Но так же тщательно, внимательно (по необходимости защиты даже посмертно) Ахматова относилась и к фактам собственной биографии, постоянно возвращаясь к ним при комментировании чужих текстов, ей посвященных, но и не только, а просто постоянно уточняя даты, названия, детали, — если не избежать “сплетен и вранья”, то их следует обязательно опровергнуть.
Кушнер задается риторическим вопросом, как бы не требующим иного, кроме положительного, ответа: “И самое главное, не стремилась ли Ахматова всей своей жизнью, всеми любовными романами <…> поэтическим трудом и славой опровергнуть толстовский взгляд на женщину, взять реванш — в новое время и наяву, а не в романе, — за унижение и катастрофу толстовской героини?”

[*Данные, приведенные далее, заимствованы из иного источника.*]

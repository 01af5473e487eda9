//! Cloud provider abstractions.
//!
//! This module defines the common trait and types for cloud providers.

pub mod aws;
mod awscli;
pub mod digitalocean;
pub mod k3d;
mod traits;
pub mod vultr;

pub use awscli::AwsCli;
pub use traits::{
    CloudIdentity, CloudKind, CloudProvider, CloudProviderError, HostedZone, TxtRecord,
    DEFAULT_LOAD_BALANCER_GRACE_SECS,
};

// Re-export provider clients
pub use aws::Aws;
pub use digitalocean::DigitalOcean;
pub use k3d::K3d;
pub use vultr::Vultr;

Нет, не реванш (словцо сказано) и не за Анну Каренину, а терпеливое и твердое разъяснение того, что случилось на ее веку — и жизненном, и литературном. Казалось бы, что можно пройти мимо с презрительным молчаливым негодованием, — но нет, не таков характер Ахматовой: не реванша, а истины требует ее имя, ее репутация, которая подвергалась постоянным нападениям, как прямым, так и косвенным, как у неприязненных и враждебных современников, так и у внешне лояльных и даже восхищенных потомков. И совершала она этот постоянный и утомительный труд не зря.

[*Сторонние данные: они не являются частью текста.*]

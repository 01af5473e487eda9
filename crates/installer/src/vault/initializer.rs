//! Vault initialization and unsealing.

use std::collections::BTreeMap;
use std::fmt;
use std::sync::Arc;
use std::time::Duration;

use async_trait::async_trait;
use kube::Client;
use tokio::time::Instant;
use tracing::{debug, info, warn};

use super::client::{Health, VaultClient};
use super::models::InitRequest;
use super::{VaultError, VaultMode};
use crate::kube::pod_exec::PodExec;
use crate::kube::secrets;

pub const VAULT_NAMESPACE: &str = "vault";
pub const UNSEAL_SECRET_NAME: &str = "vault-unseal-secret";
pub const ROOT_TOKEN_KEY: &str = "root-token";

const SECRET_SHARES: u8 = 5;
const SECRET_THRESHOLD: u8 = 3;
const LEADER_ADDR: &str = "http://vault-0.vault-internal:8200";

#[must_use]
pub fn unseal_key_name(n: usize) -> String {
    format!("root-unseal-key-{n}")
}

/// Root token and unseal key shares.
#[derive(Clone, Default, PartialEq, Eq)]
pub struct UnsealMaterial {
    pub root_token: String,
    pub keys: Vec<String>,
}

impl fmt::Debug for UnsealMaterial {
    fn fmt(&self, f: &mut fmt::Formatter<'_>) -> fmt::Result {
        f.debug_struct("UnsealMaterial")
            .field("root_token", &"<redacted>")
            .field("keys", &self.keys.len())
            .finish()
    }
}

impl UnsealMaterial {
    /// Secret data: `root-token` plus `root-unseal-key-1..N`.
    #[must_use]
    pub fn to_secret_data(&self) -> BTreeMap<String, String> {
        let mut data = BTreeMap::new();
        data.insert(ROOT_TOKEN_KEY.to_string(), self.root_token.clone());
        for (i, key) in self.keys.iter().enumerate() {
            data.insert(unseal_key_name(i + 1), key.clone());
        }
        data
    }

    /// Rebuild from secret data; keys are read in index order until one is missing.
    #[must_use]
    pub fn from_secret_data(data: &BTreeMap<String, String>) -> Option<Self> {
        let root_token = data.get(ROOT_TOKEN_KEY)?.clone();
        let keys = (1..)
            .map_while(|n| data.get(&unseal_key_name(n)).cloned())
            .collect();
        Some(Self { root_token, keys })
    }
}

/// Durable home of the unseal material.
#[async_trait]
pub trait UnsealSecretStore: Send + Sync {
    async fn load(&self) -> Result<Option<UnsealMaterial>, VaultError>;

    async fn save(&self, material: &UnsealMaterial) -> Result<(), VaultError>;
}

/// Secret `vault/vault-unseal-secret`.
pub struct KubeUnsealSecretStore {
    client: Client,
}

impl KubeUnsealSecretStore {
    #[must_use]
    pub fn new(client: Client) -> Self {
        Self { client }
    }
}

#[async_trait]
impl UnsealSecretStore for KubeUnsealSecretStore {
    async fn load(&self) -> Result<Option<UnsealMaterial>, VaultError> {
        let data = secrets::read(&self.client, VAULT_NAMESPACE, UNSEAL_SECRET_NAME).await?;
        Ok(data.as_ref().and_then(UnsealMaterial::from_secret_data))
    }

    async fn save(&self, material: &UnsealMaterial) -> Result<(), VaultError> {
        secrets::apply(
            &self.client,
            VAULT_NAMESPACE,
            UNSEAL_SECRET_NAME,
            BTreeMap::new(),
            material.to_secret_data(),
        )
        .await?;
        Ok(())
    }
}

/// Brings Vault from any state to initialized and unsealed.
pub struct VaultInitializer {
    client: VaultClient,
    store: Arc<dyn UnsealSecretStore>,
    exec: Arc<dyn PodExec>,
    mode: VaultMode,
    check_interval: Duration,
    timeout: Duration,
}

impl VaultInitializer {
    pub fn new(
        client: VaultClient,
        store: Arc<dyn UnsealSecretStore>,
        exec: Arc<dyn PodExec>,
        mode: VaultMode,
    ) -> Self {
        Self {
            client,
            store,
            exec,
            mode,
            check_interval: Duration::from_secs(10),
            timeout: Duration::from_secs(15 * 60),
        }
    }

    #[must_use]
    pub fn with_timing(mut self, check_interval: Duration, timeout: Duration) -> Self {
        self.check_interval = check_interval;
        self.timeout = timeout;
        self
    }

    /// Initialize (or reuse stored material) and unseal the leader, then
    /// join and unseal followers in HA mode.
    ///
    /// Transient failures of health, init and unseal calls are retried every
    /// check interval until the deadline.
    ///
    /// # Errors
    /// Returns [`VaultError::Timeout`] when the outer deadline passes and
    /// [`VaultError::Init`] for unrecoverable states.
    pub async fn initialize_and_unseal(&self) -> Result<UnsealMaterial, VaultError> {
        let started = Instant::now();
        let mut material = self.store.load().await?;
        if material.is_some() {
            info!("Reusing stored Vault unseal material");
        }

        loop {
            if started.elapsed() >= self.timeout {
                return Err(VaultError::Timeout(started.elapsed()));
            }

            let health = match self.client.health().await {
                Ok(health) => health,
                Err(e) if e.is_transient() => {
                    debug!(error = %e, "Vault not reachable yet");
                    tokio::time::sleep(self.check_interval).await;
                    continue;
                }
                Err(e) => return Err(e),
            };

            match health {
                Health::Active => break,
                Health::Standby => {
                    debug!("Vault is standby, waiting");
                    tokio::time::sleep(self.check_interval).await;
                }
                Health::Uninitialized => {
                    if material.is_some() {
                        return Err(VaultError::Init(
                            "unseal material exists but Vault is not initialized".to_string(),
                        ));
                    }
                    match self.init().await {
                        Ok(initialized) => material = Some(initialized),
                        Err(e) if e.is_transient() => {
                            warn!(error = %e, "Vault init failed, retrying");
                            tokio::time::sleep(self.check_interval).await;
                        }
                        Err(e) => return Err(e),
                    }
                }
                Health::Sealed => {
                    if self.mode.autounseal() {
                        debug!("Waiting for KMS autounseal");
                        tokio::time::sleep(self.check_interval).await;
                        continue;
                    }
                    let Some(material) = material.as_ref() else {
                        return Err(VaultError::Init(
                            "Vault is sealed and no unseal keys are stored".to_string(),
                        ));
                    };
                    match self.unseal_leader(material).await {
                        Ok(()) => {}
                        Err(e) if e.is_transient() => {
                            warn!(error = %e, "Vault unseal failed, retrying");
                            tokio::time::sleep(self.check_interval).await;
                        }
                        Err(e) => return Err(e),
                    }
                }
                Health::Other(code) => {
                    warn!(code, "Unexpected Vault health status");
                    tokio::time::sleep(self.check_interval).await;
                }
            }
        }

        let material = material.ok_or_else(|| {
            VaultError::Init("Vault is active but no unseal material is stored".to_string())
        })?;
        info!("Vault leader initialized and unsealed");

        if let VaultMode::HaRaft { replicas, .. } = self.mode {
            for ordinal in 1..replicas {
                self.join_follower(ordinal, &material).await?;
            }
        }
        Ok(material)
    }

    async fn init(&self) -> Result<UnsealMaterial, VaultError> {
        let request = if self.mode.autounseal() {
            InitRequest::recovery(SECRET_SHARES, SECRET_THRESHOLD)
        } else {
            InitRequest::shamir(SECRET_SHARES, SECRET_THRESHOLD)
        };
        let response = self.client.init(&request).await?;
        let keys = if response.keys.is_empty() {
            response.recovery_keys
        } else {
            response.keys
        };
        let material = UnsealMaterial {
            root_token: response.root_token,
            keys,
        };
        self.store.save(&material).await?;
        info!(shares = material.keys.len(), "Vault initialized, unseal material stored");
        Ok(material)
    }

    async fn unseal_leader(&self, material: &UnsealMaterial) -> Result<(), VaultError> {
        for (i, key) in material
            .keys
            .iter()
            .take(usize::from(SECRET_THRESHOLD))
            .enumerate()
        {
            let response = self.client.unseal(key).await?;
            debug!(share = i + 1, progress = response.progress, "Submitted unseal share");
            if !response.sealed {
                info!("Vault unsealed");
                return Ok(());
            }
        }
        Err(VaultError::Init(
            "Vault still sealed after threshold key shares".to_string(),
        ))
    }

    async fn join_follower(&self, ordinal: u32, material: &UnsealMaterial) -> Result<(), VaultError> {
        let pod = format!("vault-{ordinal}");
        let join = ["vault", "operator", "raft", "join", LEADER_ADDR].map(String::from);
        match self.exec.exec(VAULT_NAMESPACE, &pod, None, &join).await {
            Ok(_) => info!(pod = %pod, "Joined raft cluster"),
            Err(e) if e.to_string().contains("already") => {
                debug!(pod = %pod, "Already part of the raft cluster");
            }
            Err(e) => return Err(e.into()),
        }

        if self.mode.autounseal() {
            return Ok(());
        }
        for key in material.keys.iter().take(usize::from(SECRET_THRESHOLD)) {
            let unseal = vec![
                "vault".to_string(),
                "operator".to_string(),
                "unseal".to_string(),
                key.clone(),
            ];
            self.exec.exec(VAULT_NAMESPACE, &pod, None, &unseal).await?;
        }
        info!(pod = %pod, "Follower unsealed");
        Ok(())
    }
}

Например, Кушнер как бы походя замечает: “А сама Анна Андреевна (о, эта фамильярность обращения и интонации свидетельствует о └сокровенном” не меньше самих рассуждений! — Н. И.), была ли она счастлива в любви? Как-то, знаете ли, не очень… Почему так происходило, более или менее понятно: она тяготилась благополучием семейной жизни, ей, поэту, любовь нужна была трагическая, желательно — бесперспективная. И самый долгий период творческого ее молчания объясняется, я думаю, не столько давлением советской власти, сколько мирной жизнью с Пуниным, пока этот союз не рухнул”.

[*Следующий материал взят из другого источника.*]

//! GitHub and GitLab driver tests against stubbed APIs.

use std::time::Duration;

use k1_scm::github::{device_flow::DeviceFlow, GitHub, REQUIRED_SCOPES};
use k1_scm::gitlab::GitLab;
use k1_scm::{GitHost, PollPolicy, ScmError};
use serde_json::json;
use wiremock::matchers::{body_partial_json, header, method, path};
use wiremock::{Mock, MockServer, ResponseTemplate};

fn github(server: &MockServer) -> GitHub {
    GitHub::new("acme", "ghp_test")
        .unwrap()
        .with_base_url(server.uri())
}

#[tokio::test]
async fn test_authenticate_accepts_fully_scoped_token() {
    let server = MockServer::start().await;
    Mock::given(method("GET"))
        .and(path("/user"))
        .and(header("Authorization", "Bearer ghp_test"))
        .respond_with(
            ResponseTemplate::new(200)
                .insert_header("X-OAuth-Scopes", REQUIRED_SCOPES.join(", ").as_str())
                .set_body_json(json!({"login": "octocat"})),
        )
        .mount(&server)
        .await;

    let user = github(&server).authenticate().await.unwrap();
    assert_eq!(user.login, "octocat");
}

#[tokio::test]
async fn test_authenticate_rejects_missing_scopes() {
    let server = MockServer::start().await;
    Mock::given(method("GET"))
        .and(path("/user"))
        .respond_with(
            ResponseTemplate::new(200)
                .insert_header("X-OAuth-Scopes", "repo")
                .set_body_json(json!({"login": "octocat"})),
        )
        .mount(&server)
        .await;

    let err = github(&server).authenticate().await.unwrap_err();
    match err {
        ScmError::Auth(message) => assert!(message.contains("delete_repo")),
        other => panic!("unexpected error: {other}"),
    }
}

#[tokio::test]
async fn test_create_repo_in_org_reports_existing() {
    let server = MockServer::start().await;
    Mock::given(method("GET"))
        .and(path("/orgs/acme"))
        .respond_with(ResponseTemplate::new(200).set_body_json(json!({"login": "acme"})))
        .mount(&server)
        .await;
    Mock::given(method("POST"))
        .and(path("/orgs/acme/repos"))
        .and(body_partial_json(json!({"name": "gitops", "private": true})))
        .respond_with(ResponseTemplate::new(422).set_body_json(json!({
            "message": "Repository creation failed.",
            "errors": [{"message": "name already exists on this account"}]
        })))
        .mount(&server)
        .await;

    let err = github(&server)
        .create_private_repo("gitops", "kubefirst gitops")
        .await
        .unwrap_err();
    assert!(matches!(err, ScmError::RepoExists(name) if name == "acme/gitops"));
}

#[tokio::test]
async fn test_create_repo_for_user_account() {
    let server = MockServer::start().await;
    Mock::given(method("GET"))
        .and(path("/orgs/acme"))
        .respond_with(ResponseTemplate::new(404))
        .mount(&server)
        .await;
    Mock::given(method("POST"))
        .and(path("/user/repos"))
        .respond_with(ResponseTemplate::new(201).set_body_json(json!({
            "clone_url": "https://github.com/acme/metaphor.git",
            "ssh_url": "git@github.com:acme/metaphor.git"
        })))
        .expect(1)
        .mount(&server)
        .await;

    let urls = github(&server)
        .create_private_repo("metaphor", "example app")
        .await
        .unwrap();
    assert_eq!(urls.ssh, "git@github.com:acme/metaphor.git");
}

#[tokio::test]
async fn test_delete_ssh_keys_only_removes_matching_title() {
    let server = MockServer::start().await;
    Mock::given(method("GET"))
        .and(path("/user/keys"))
        .respond_with(ResponseTemplate::new(200).set_body_json(json!([
            {"id": 1, "title": "kbot-mgmt"},
            {"id": 2, "title": "laptop"},
            {"id": 3, "title": "kbot-mgmt"}
        ])))
        .mount(&server)
        .await;
    Mock::given(method("DELETE"))
        .and(path("/user/keys/1"))
        .respond_with(ResponseTemplate::new(204))
        .expect(1)
        .mount(&server)
        .await;
    Mock::given(method("DELETE"))
        .and(path("/user/keys/3"))
        .respond_with(ResponseTemplate::new(204))
        .expect(1)
        .mount(&server)
        .await;

    let removed = github(&server).delete_ssh_keys("kbot-mgmt").await.unwrap();
    assert_eq!(removed, 2);
}

#[tokio::test]
async fn test_poll_comments_times_out() {
    let server = MockServer::start().await;
    Mock::given(method("GET"))
        .and(path("/repos/acme/gitops/issues/7/comments"))
        .respond_with(ResponseTemplate::new(200).set_body_json(json!([{"body": "working"}])))
        .mount(&server)
        .await;

    let err = github(&server)
        .poll_pull_request_comments(
            "gitops",
            7,
            "Ran Plan",
            PollPolicy {
                attempts: 2,
                interval: Duration::from_millis(10),
            },
        )
        .await
        .unwrap_err();
    assert!(matches!(err, ScmError::Timeout { attempts: 2, .. }));
}

#[tokio::test]
async fn test_poll_comments_finds_needle() {
    let server = MockServer::start().await;
    Mock::given(method("GET"))
        .and(path("/repos/acme/gitops/issues/7/comments"))
        .respond_with(ResponseTemplate::new(200).set_body_json(json!([
            {"body": "Ran Plan for dir: `terraform/users`"}
        ])))
        .mount(&server)
        .await;

    github(&server)
        .poll_pull_request_comments("gitops", 7, "Ran Plan", PollPolicy::default())
        .await
        .unwrap();
}

#[tokio::test]
async fn test_device_flow_handles_pending_then_token() {
    let server = MockServer::start().await;
    Mock::given(method("POST"))
        .and(path("/login/device/code"))
        .respond_with(ResponseTemplate::new(200).set_body_json(json!({
            "device_code": "dev-123",
            "user_code": "ABCD-1234",
            "verification_uri": "https://github.com/login/device",
            "expires_in": 60,
            "interval": 1
        })))
        .mount(&server)
        .await;
    Mock::given(method("POST"))
        .and(path("/login/oauth/access_token"))
        .respond_with(
            ResponseTemplate::new(200).set_body_json(json!({"error": "authorization_pending"})),
        )
        .up_to_n_times(1)
        .with_priority(1)
        .mount(&server)
        .await;
    Mock::given(method("POST"))
        .and(path("/login/oauth/access_token"))
        .respond_with(ResponseTemplate::new(200).set_body_json(json!({
            "access_token": "gho_issued",
            "token_type": "bearer"
        })))
        .with_priority(2)
        .mount(&server)
        .await;

    let mut shown = None;
    let token = DeviceFlow::new("client-id")
        .unwrap()
        .with_base_url(server.uri())
        .authorize(|code| shown = Some(code.code.clone()))
        .await
        .unwrap();
    assert_eq!(token, "gho_issued");
    assert_eq!(shown.as_deref(), Some("ABCD-1234"));
}

#[tokio::test]
async fn test_gitlab_creates_project_in_group_namespace() {
    let server = MockServer::start().await;
    Mock::given(method("GET"))
        .and(path("/groups/acme"))
        .and(header("PRIVATE-TOKEN", "glpat"))
        .respond_with(
            ResponseTemplate::new(200).set_body_json(json!({"id": 42, "full_path": "acme"})),
        )
        .mount(&server)
        .await;
    Mock::given(method("POST"))
        .and(path("/projects"))
        .and(body_partial_json(json!({
            "name": "gitops",
            "namespace_id": 42,
            "visibility": "private"
        })))
        .respond_with(ResponseTemplate::new(201).set_body_json(json!({
            "id": 7,
            "http_url_to_repo": "https://gitlab.com/acme/gitops.git",
            "ssh_url_to_repo": "git@gitlab.com:acme/gitops.git"
        })))
        .expect(1)
        .mount(&server)
        .await;

    let gitlab = GitLab::new("gitlab.com", "acme", "glpat")
        .unwrap()
        .with_base_url(server.uri());
    let urls = gitlab.create_private_repo("gitops", "gitops").await.unwrap();
    assert_eq!(urls.https, "https://gitlab.com/acme/gitops.git");
    assert_eq!(gitlab.group_id().await.unwrap(), 42);
}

Насчет того, “счастлива” ли была в любви Ахматова, “очень” или “не очень”, спросить все-таки лучше ее и ее стихи, в крайнем случае — Н. Н. Пунина, нежели постороннего Кушнера. Ахматовой была предназначена долгая творческая жизнь. И разные поэтические циклы, а также воспоминания свидетельствуют о разном, — вторгаться в самое интимное, в святая святых ради высокомерного “как-то, знаете ли, не очень” как-то, знаете ли, не очень хочется. Но поскольку “Дневники и письма” Пунина все-таки вышли и ранее скрытое от глаз стало доступно всем, то можно долго цитировать счастливую любовную переписку, приводить любовные слова, интимные имена и названия, которыми обменивались счастливые, несмотря на трагические, страшные времена (возникновение близости — осень 1922 года), любящие. Благополучия не было и быть не могло — не только из-за характера Ахматовой, мятущейся и страдающей, мучающейся и мучительницы в любви. Эпоха не могла дать возможности для спокойного счастья в любви — при Гражданской войне, голоде, холоде, болезнях и страхах. Кроме того: “…я считаю, что стихи (в особенности лирика), — замечала Ахматова, — не должны литься, как вода по водопроводу, и быть ежедневным занятием поэта. Действительно, с 1925 г<ода> по 1935 я писала немного, но такие же антракты были у моих современников (Пастернака и Мандельштама). Но и то немногое не <могло> появляться из-за пагубного культа личности”.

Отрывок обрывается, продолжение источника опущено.